Monday, December 17, 2007

I AM LEGEND


a film review by Malik Isasis









It was a cold, slushy night when I decided to trek out into the elements in Manhattan to see yet another movie that destroys New York City. Another is coming next month called Cloverfield. Filmmakers love destroying New York City on celluloid. Digital effects have allowed filmmakers to act like little children knocking over legos, most often sacrificing story development to CGI effects. Maybe it’s because New York has so many things to knock over.

Robert Neville (Will Smith) with his German Shepard, Sam spend his days trying to normalize the fact that he is the only living being in New York City and possibly the world, as far as he knows. Neville and Sam drive through the haunted city, in which we are constantly aware of by the sight of the Manhattan and Brooklyn bridges lying eerily at the bottom of the Hudson River; the concrete jungle has literarily become a jungle as lions hunt deer.
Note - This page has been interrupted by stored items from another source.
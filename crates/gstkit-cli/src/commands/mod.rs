//! Subcommand implementations and shared helpers.

pub mod config;
pub mod extract;
pub mod locate;
pub mod lookup;
pub mod ocr;
pub mod parse;
pub mod rates;
pub mod verify;

use std::path::Path;
use std::time::Duration;

use console::style;
use indicatif::{ProgressBar, ProgressStyle};
use serde::Serialize;

use gstkit_core::{GstConfig, RateCache, RateSource, RateTable, RefreshReport};

/// Load configuration from `-c`, the default path, or built-in defaults.
pub fn load_config(path: Option<&Path>) -> anyhow::Result<GstConfig> {
    Ok(GstConfig::load(path)?)
}

/// Print a value as pretty JSON on stdout.
pub fn print_json<T: Serialize>(value: &T) -> anyhow::Result<()> {
    println!("{}", serde_json::to_string_pretty(value)?);
    Ok(())
}

/// Spinner on stderr, hidden when stderr is not a terminal.
fn spinner(message: &str) -> anyhow::Result<ProgressBar> {
    let pb = ProgressBar::new_spinner();
    pb.set_style(ProgressStyle::default_spinner().template("{spinner:.green} {msg}")?);
    pb.set_message(message.to_string());
    pb.enable_steady_tick(Duration::from_millis(100));
    Ok(pb)
}

/// Download and cache the current rate table.
pub async fn refresh_cache(cache: &RateCache, config: &GstConfig) -> anyhow::Result<RefreshReport> {
    let source = RateSource::new(config.source.clone())?;

    let pb = spinner("Refreshing GST rates from CBIC...")?;
    let result = cache.refresh(&source).await;
    pb.finish_and_clear();

    let report = result?;
    eprintln!(
        "{} Cached {} rates from {}",
        style("✓").green(),
        report.count,
        report.source
    );
    Ok(report)
}

/// The cached rate table, refreshing first when missing unless `offline`.
///
/// Offline with no cache yields an empty table, so lookups fall back to the
/// default rate.
pub async fn rate_table(config: &GstConfig, offline: bool) -> anyhow::Result<RateTable> {
    let cache = RateCache::new(&config.cache.path);
    if let Some(table) = cache.load()? {
        return Ok(table);
    }

    if offline {
        eprintln!(
            "{} No rate cache at {}, using default rate.",
            style("ℹ").blue(),
            cache.path().display()
        );
        return Ok(RateTable::new());
    }

    refresh_cache(&cache, config).await?;
    Ok(cache.load()?.unwrap_or_default())
}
Like in 28 Days Later and its predecessor 28 Weeks Later, New York City like London is a wasteland. There’s nothing like dystopia to bring out the worst and the best in the human race.

Will Smith is affecting in the role of Robert Neville who loses everything and carries the burden of finding a cure to virus that has caused humans to devolutionize and become enraged zombie/vampire like creatures. I Am Legend is an allegory and it reflects humanity’s preoccupation with destroying itself, and the hubris in which humanity has extricated itself from the animal world to play God (See George Bush for details).

Director Francis Lawrence (Constantine) uses CGI effects, effectively when envisioning New York as a wasteland; however, the CGI falls flat when used to replace actors. All of the zombie/vampire creatures were all computer-generated images, and it came off as such. Filmmakers of Lawrence’s ilk need not to be so lazy and cast humans. It worked just fine in the 28 Days Later series.

This is Will Smith’s best acting. In Legend he is not relying on his charm as in other films. He is able to capture the isolation, and desperation of a man who is able to flee into the recesses of his imagination to have relationships with his dog and inanimate objects.

What drives us? The need to be loved and wanted; when we are not loved and wanted, we die. We are social beings. I Am Legend captured the isolation that makes the thought of being the only person in the world, down right scary…scary enough to recommend it.